▸ **Action item**: Return only that part of the material below which starts with the line containing "assert_eq!(app.import(path).unwrap(), ImportOutcome::Empty);" and goes on through the line containing "assert_eq!(saved.last_file, Some(path.clone()));", restated exactly.

---

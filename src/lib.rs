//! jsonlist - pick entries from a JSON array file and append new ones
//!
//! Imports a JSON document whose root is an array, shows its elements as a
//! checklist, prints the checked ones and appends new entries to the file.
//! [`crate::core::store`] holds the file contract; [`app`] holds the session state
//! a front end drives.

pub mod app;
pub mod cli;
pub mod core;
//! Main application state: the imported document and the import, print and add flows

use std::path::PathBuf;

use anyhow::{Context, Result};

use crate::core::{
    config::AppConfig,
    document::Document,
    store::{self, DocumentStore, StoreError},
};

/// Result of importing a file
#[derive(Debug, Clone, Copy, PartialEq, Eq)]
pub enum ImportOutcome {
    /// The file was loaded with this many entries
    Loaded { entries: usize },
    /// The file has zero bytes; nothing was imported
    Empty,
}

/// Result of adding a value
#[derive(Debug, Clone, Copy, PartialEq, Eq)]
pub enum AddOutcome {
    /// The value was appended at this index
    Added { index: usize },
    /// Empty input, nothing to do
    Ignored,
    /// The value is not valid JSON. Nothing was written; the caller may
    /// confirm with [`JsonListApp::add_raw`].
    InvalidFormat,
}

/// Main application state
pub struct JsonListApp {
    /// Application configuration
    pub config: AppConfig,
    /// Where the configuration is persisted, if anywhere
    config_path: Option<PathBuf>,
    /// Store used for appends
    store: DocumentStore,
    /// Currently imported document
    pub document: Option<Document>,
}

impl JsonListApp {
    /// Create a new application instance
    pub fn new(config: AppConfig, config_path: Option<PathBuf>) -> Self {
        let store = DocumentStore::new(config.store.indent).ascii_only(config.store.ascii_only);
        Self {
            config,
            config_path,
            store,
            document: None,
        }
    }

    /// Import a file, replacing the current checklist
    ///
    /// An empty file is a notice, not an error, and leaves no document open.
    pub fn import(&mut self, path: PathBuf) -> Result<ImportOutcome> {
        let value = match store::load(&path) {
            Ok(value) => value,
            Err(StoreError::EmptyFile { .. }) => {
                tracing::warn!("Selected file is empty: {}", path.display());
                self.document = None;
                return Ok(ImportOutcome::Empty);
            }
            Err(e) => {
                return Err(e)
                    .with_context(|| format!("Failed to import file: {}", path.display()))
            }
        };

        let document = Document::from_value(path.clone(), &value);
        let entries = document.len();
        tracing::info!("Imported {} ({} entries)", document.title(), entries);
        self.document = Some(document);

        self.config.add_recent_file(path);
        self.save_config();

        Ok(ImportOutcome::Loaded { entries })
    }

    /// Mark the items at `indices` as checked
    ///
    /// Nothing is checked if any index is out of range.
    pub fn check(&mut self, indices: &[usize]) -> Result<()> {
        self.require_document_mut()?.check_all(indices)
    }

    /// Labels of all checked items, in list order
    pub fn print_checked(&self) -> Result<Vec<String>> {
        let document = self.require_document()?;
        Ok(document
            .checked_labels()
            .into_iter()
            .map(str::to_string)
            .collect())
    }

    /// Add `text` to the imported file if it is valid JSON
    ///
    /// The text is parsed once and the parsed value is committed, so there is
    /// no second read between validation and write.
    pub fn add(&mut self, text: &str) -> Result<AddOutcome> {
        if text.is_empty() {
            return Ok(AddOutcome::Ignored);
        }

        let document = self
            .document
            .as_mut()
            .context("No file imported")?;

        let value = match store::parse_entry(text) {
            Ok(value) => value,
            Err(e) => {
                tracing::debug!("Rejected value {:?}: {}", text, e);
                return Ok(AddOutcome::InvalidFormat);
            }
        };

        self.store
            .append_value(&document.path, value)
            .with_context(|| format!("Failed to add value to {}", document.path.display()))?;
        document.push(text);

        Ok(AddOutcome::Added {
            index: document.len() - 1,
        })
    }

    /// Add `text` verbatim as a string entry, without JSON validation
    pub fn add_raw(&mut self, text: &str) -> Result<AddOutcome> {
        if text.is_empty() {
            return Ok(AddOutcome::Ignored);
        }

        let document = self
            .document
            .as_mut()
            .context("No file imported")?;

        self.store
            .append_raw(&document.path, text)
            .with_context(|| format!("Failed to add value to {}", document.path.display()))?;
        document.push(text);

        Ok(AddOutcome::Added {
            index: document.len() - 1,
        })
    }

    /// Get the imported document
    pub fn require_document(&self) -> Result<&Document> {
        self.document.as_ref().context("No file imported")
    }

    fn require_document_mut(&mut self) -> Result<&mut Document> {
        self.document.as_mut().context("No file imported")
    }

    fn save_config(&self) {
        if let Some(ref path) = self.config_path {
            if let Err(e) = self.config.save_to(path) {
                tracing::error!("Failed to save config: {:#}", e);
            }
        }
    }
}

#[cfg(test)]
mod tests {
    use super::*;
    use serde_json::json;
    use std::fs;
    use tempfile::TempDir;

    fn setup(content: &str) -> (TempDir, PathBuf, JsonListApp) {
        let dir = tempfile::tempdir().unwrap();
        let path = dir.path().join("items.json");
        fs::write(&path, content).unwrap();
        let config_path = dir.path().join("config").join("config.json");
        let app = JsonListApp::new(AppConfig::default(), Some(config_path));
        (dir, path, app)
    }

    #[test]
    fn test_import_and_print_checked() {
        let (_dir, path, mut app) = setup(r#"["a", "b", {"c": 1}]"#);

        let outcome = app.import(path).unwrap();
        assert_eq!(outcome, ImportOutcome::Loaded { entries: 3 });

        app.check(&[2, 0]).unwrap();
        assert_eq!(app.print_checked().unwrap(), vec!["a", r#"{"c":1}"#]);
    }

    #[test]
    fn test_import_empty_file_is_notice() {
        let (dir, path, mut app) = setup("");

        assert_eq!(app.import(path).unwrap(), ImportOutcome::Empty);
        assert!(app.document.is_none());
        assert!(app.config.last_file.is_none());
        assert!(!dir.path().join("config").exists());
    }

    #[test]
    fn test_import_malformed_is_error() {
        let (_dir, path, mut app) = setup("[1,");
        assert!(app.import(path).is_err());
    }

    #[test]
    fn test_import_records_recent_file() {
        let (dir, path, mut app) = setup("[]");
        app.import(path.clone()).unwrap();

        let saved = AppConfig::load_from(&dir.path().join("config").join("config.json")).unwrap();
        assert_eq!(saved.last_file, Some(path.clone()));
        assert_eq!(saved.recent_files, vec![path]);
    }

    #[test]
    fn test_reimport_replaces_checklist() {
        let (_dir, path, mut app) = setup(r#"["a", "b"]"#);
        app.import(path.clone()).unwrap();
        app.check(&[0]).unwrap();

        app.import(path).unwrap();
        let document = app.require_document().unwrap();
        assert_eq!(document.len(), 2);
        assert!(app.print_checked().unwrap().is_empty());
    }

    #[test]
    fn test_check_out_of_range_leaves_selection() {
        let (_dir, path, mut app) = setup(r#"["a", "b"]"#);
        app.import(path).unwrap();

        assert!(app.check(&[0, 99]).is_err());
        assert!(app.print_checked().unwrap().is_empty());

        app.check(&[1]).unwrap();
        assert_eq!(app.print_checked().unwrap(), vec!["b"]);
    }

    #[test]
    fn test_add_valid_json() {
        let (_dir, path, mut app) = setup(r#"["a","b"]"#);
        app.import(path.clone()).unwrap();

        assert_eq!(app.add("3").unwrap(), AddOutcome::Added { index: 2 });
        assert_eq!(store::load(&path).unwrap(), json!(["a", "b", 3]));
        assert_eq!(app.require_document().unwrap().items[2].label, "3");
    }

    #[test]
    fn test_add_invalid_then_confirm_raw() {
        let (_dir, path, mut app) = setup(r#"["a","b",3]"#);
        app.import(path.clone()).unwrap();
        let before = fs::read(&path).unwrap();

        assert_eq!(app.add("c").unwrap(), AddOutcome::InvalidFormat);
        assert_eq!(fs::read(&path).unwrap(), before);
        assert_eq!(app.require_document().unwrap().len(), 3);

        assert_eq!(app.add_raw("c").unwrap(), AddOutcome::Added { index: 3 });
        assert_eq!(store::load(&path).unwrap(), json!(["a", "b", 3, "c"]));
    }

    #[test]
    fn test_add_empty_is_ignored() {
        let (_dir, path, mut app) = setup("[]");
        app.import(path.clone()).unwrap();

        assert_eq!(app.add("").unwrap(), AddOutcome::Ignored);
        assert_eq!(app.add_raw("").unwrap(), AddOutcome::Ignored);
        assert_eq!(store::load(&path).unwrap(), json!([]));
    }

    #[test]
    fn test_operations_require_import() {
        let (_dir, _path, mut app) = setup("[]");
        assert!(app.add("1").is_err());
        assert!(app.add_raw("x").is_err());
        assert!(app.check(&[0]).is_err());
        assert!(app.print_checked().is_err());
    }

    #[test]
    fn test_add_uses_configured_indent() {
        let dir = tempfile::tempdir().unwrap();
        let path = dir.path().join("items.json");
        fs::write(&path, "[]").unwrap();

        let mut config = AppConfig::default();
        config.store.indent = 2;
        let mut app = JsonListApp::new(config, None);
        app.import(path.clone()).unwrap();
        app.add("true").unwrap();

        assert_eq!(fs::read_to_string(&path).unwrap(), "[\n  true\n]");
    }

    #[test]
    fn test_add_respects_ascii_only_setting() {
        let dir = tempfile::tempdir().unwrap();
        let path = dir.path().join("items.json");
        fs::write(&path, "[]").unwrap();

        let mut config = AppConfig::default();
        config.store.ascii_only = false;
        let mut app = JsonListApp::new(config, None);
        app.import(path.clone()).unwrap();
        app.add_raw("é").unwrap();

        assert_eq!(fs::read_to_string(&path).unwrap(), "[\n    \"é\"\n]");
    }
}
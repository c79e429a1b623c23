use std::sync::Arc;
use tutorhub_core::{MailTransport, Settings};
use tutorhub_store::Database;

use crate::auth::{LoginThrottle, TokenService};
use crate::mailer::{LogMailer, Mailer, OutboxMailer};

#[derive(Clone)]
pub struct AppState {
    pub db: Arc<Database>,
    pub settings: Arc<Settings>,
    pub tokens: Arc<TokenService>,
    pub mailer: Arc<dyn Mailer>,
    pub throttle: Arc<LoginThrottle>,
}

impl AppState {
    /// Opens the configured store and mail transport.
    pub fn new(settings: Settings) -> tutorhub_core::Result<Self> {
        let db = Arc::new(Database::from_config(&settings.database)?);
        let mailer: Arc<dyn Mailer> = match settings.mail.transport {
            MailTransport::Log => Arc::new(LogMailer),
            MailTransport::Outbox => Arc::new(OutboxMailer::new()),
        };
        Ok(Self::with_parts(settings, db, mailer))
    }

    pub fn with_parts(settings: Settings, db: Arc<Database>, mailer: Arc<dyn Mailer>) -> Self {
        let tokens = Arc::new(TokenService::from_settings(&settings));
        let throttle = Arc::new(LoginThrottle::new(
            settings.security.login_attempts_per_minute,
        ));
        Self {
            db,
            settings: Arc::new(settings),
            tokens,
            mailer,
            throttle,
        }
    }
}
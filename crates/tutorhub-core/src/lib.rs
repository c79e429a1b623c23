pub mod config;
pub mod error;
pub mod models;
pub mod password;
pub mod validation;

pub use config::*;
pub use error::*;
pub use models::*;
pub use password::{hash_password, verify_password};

---

▸ **Result**:
        assert_eq!(app.import(path).unwrap(), ImportOutcome::Empty);
        assert!(app.document.is_none());
        assert!(app.config.last_file.is_none());
        assert!(!dir.path().join("config").exists());
    }

    #[test]
    fn test_import_malformed_is_error() {
        let (_dir, path, mut app) = setup("[1,");
        assert!(app.import(path).is_err());
    }

    #[test]
    fn test_import_records_recent_file() {
        let (dir, path, mut app) = setup("[]");
        app.import(path.clone()).unwrap();

        let saved = AppConfig::load_from(&dir.path().join("config").join("config.json")).unwrap();
        assert_eq!(saved.last_file, Some(path.clone()));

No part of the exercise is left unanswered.